The Ted Bundy biopic Extremely Wicked, Shockingly Evil and Vile is empty and pointless

Zac Efron plays Ted Bundy in Netflix’s new biopic about the notorious serial killer. Some reviewers have praised Efron’s performance, but Luke Buckmaster isn’t convinced – and calls the film an eerily superficial exercise in missed opportunity.

It’s not everyday you see a Hollywood heartthrob hired to play a serial killer because they are good looking and clean-cut. We are more accustomed to seeing beautiful faces given grotesque makeovers, Charlize Theron for instance bunging on some scabs and a set of prosthetic teeth to play the feral Aileen Wuornos in 2003’s Monster. Zac Efron is a much more photogenic monster in Extremely Wicked, Shockingly Evil and Vile, his stunt casting justified given the character he plays, serial killer Ted Bundy, was a very handsome man in real-life.

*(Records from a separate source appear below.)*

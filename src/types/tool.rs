//! Assistant tool definitions and tool resources.

use serde::{Deserialize, Serialize};

/// Tool enabled on an assistant or a run.
#[derive(Debug, Clone, PartialEq, Serialize, Deserialize)]
#[serde(tag = "type", rename_all = "snake_case")]
pub enum AssistantTool {
    CodeInterpreter,
    FileSearch,
    Function { function: FunctionDefinition },
}

impl AssistantTool {
    /// Parse the declarative form: a tool type plus, for functions, a JSON
    /// function definition.
    pub fn from_declaration(kind: &str, function_definition: Option<&str>) -> crate::Result<Self> {
        match kind {
            "code_interpreter" => Ok(Self::CodeInterpreter),
            "file_search" | "retrieval" => Ok(Self::FileSearch),
            "function" => {
                let raw = function_definition.ok_or_else(|| {
                    crate::Error::validation_with_context(
                        "function tools require a function definition",
                        crate::ErrorContext::new()
                            .with_field_path("tools.function_definition")
                            .with_source("assistant_tool"),
                    )
                })?;
                let function: FunctionDefinition = serde_json::from_str(raw)?;
                Ok(Self::Function { function })
            }
            other => Err(crate::Error::validation_with_context(
                format!("unsupported tool type: {}", other),
                crate::ErrorContext::new()
                    .with_field_path("tools.type")
                    .with_details("expected code_interpreter, file_search or function")
                    .with_source("assistant_tool"),
            )),
        }
    }

    pub fn kind(&self) -> &'static str {
        match self {
            Self::CodeInterpreter => "code_interpreter",
            Self::FileSearch => "file_search",
            Self::Function { .. } => "function",
        }
    }
}

#[derive(Debug, Clone, PartialEq, Serialize, Deserialize)]
pub struct FunctionDefinition {
    pub name: String,
    #[serde(default, skip_serializing_if = "Option::is_none")]
    pub description: Option<String>,
    #[serde(default, skip_serializing_if = "Option::is_none")]
    pub parameters: Option<serde_json::Value>, // JSON Schema
}

/// Files and vector stores made available to tools.
#[derive(Debug, Clone, Default, PartialEq, Serialize, Deserialize)]
pub struct ToolResources {
    #[serde(default, skip_serializing_if = "Option::is_none")]
    pub code_interpreter: Option<CodeInterpreterResources>,
    #[serde(default, skip_serializing_if = "Option::is_none")]
    pub file_search: Option<FileSearchResources>,
}

impl ToolResources {
    /// `None` when both lists are empty, so the field is left out of the request.
    pub fn from_ids(file_ids: &[String], vector_store_ids: &[String]) -> Option<Self> {
        if file_ids.is_empty() && vector_store_ids.is_empty() {
            return None;
        }
        Some(Self {
            code_interpreter: (!file_ids.is_empty()).then(|| CodeInterpreterResources {
                file_ids: file_ids.to_vec(),
            }),
            file_search: (!vector_store_ids.is_empty()).then(|| FileSearchResources {
                vector_store_ids: vector_store_ids.to_vec(),
            }),
        })
    }

    /// Split into `(file_ids, vector_store_ids)`.
    pub fn into_ids(self) -> (Vec<String>, Vec<String>) {
        (
            self.code_interpreter.map(|c| c.file_ids).unwrap_or_default(),
            self.file_search
                .map(|f| f.vector_store_ids)
                .unwrap_or_default(),
        )
    }
}

#[derive(Debug, Clone, Default, PartialEq, Serialize, Deserialize)]
pub struct CodeInterpreterResources {
    #[serde(default)]
    pub file_ids: Vec<String>,
}

#[derive(Debug, Clone, Default, PartialEq, Serialize, Deserialize)]
pub struct FileSearchResources {
    #[serde(default)]
    pub vector_store_ids: Vec<String>,
}

#[cfg(test)]
mod tests {
    use super::*;

    #[test]
    fn test_tool_wire_format() {
        let tools = vec![
            AssistantTool::CodeInterpreter,
            AssistantTool::Function {
                function: FunctionDefinition {
                    name: "lookup".into(),
                    description: None,
                    parameters: Some(serde_json::json!({"type": "object"})),
                },
            },
        ];
        let json = serde_json::to_value(&tools).unwrap();
        assert_eq!(json[0], serde_json::json!({"type": "code_interpreter"}));
        assert_eq!(json[1]["type"], "function");
        assert_eq!(json[1]["function"]["name"], "lookup");
        assert!(json[1]["function"].get("description").is_none());
    }

    #[test]
    fn test_from_declaration() {
        assert_eq!(
            AssistantTool::from_declaration("retrieval", None).unwrap(),
            AssistantTool::FileSearch
        );
        let f = AssistantTool::from_declaration(
            "function",
            Some(r#"{"name":"get_weather","parameters":{"type":"object"}}"#),
        )
        .unwrap();
        assert_eq!(f.kind(), "function");
        assert!(AssistantTool::from_declaration("function", None).is_err());
        assert!(AssistantTool::from_declaration("browser", None).is_err());
    }
}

What do we learn about Bundy that Joe Berlinger, the director of the film, didn’t tell us in the recent Netflix documentary series Conversations with a Killer: The Ted Bundy Tapes, which he also helmed? Nothing. Zero. Zilch. This a film of slick emptiness and missed opportunity, with a chilling habit of presenting the killer as he would have liked to be seen. Berlinger and the screenwriters (loosely adapting the book The Phantom Prince: My Life with Ted Bundy) seem determined to avoid answering any of the questions that might have made an intellectually interesting experience. Such as: why were TV cameras allowed in the courtroom of Bundy’s trial, which became the first to be nationally televised in the United States?

When the killer’s girlfriend Carole (Kaya Scodelario) fronts the press and speaks out against this, suggesting the carnivalization of the trial sets a dangerous precedent – “about getting the ratings (but) not getting the truth” – she makes a valid point. But that line is fed to her by Bundy himself, which undercuts its meaning, suggesting the audience cannot agree to this reasonable point without being on the side of the murderer. I found myself increasingly questioning Berlinger’s motives, pondering whether he intended to position himself as a go-to guy for Bundy productions – turning the terrible legacy of a serial killer into a kind of cottage industry, as he arguably did also with the interesting but problematic Paradise Lost trilogy, about the trials of the West Memphis Three.

Extremely Wicked opens with the protagonist in jail and long-time girlfriend Elizabeth Kloepfer (Lily Collins) coming to visit. The director alternates between a present day illustrated in steely colour tones, and the evening they first met, presented, it seems, with an ironic choice of lighting: warm, orangey, comforting. The nadir of the film is a cartoon moment when Bundy and Liz visit the pound and a vicious dog snarls at the killer, viscerally responding to his wickedness. Bundy maintains an icy glare that turns the pooch into a whimpering mess. This man so evil, you see, and his animalism so base, he can reduce vicious animals to moosh.

Berlinger doesn’t try to explain Bundy’s wickedness, which would have been perilous if not disastrous territory to tread. Nor does he recreate the scenes of his killings. Perhaps for the best, yet avoiding these things poses problems too. When we learn that Bundy sneaked into a sorority dorm and murdered several people, the information is dissociatively conveyed via a news bulletin – as if telegraphing the actions of a person from another story. For almost the entire running time we see no evidence that Bundy has done anything untoward, so the film doesn’t engender in the viewer a strong desire to see the hammer of justice come down.

Some of the reviews have been enthusiastic about Efron’s performance, describing it as “compulsively watchable” and other words to that effect. Not for me. Efron has no depth and no menace, and nothing about his brattish presence feels earned. Any kind of edginess we associate with him comes from the baggage of the role and not the portrayal itself.

The glossy high-end style of cinematographer Brandon Trost exacerbates the film’s eerie superficiality, making it look like a shampoo commercial. The most interesting aspect of Extremely Wicked, Shockingly Evil and Vile isn’t connected to the film itself but to the release of the trailer. When it launched social media users took umbrage at the casting of Efron, on the grounds that the pulchritudinous performer is too much of a dreamboat to play a serial killer. This mirrored the response from some circles to Bundy himself: of bewilderment at the possibility that a person who is beautiful on the outside could be so horrible within.

This leads to the film’s single interesting observation, which was also the most salient message in Conversations With a Killer: a complete rejection of that outdated, romantic, and plain untrue notion that “eyes are the window to the soul.” Eyes are not the windows to anything, and in reality there is rarely if ever a meaningful connection between a person’s physical appearance and the contents of their character. It’s as if the very raison d’être of this utterly inconsequential biopic is to say: evil can take the form of any person – even a hunk from High School Musical. Well hell, I could have told you that.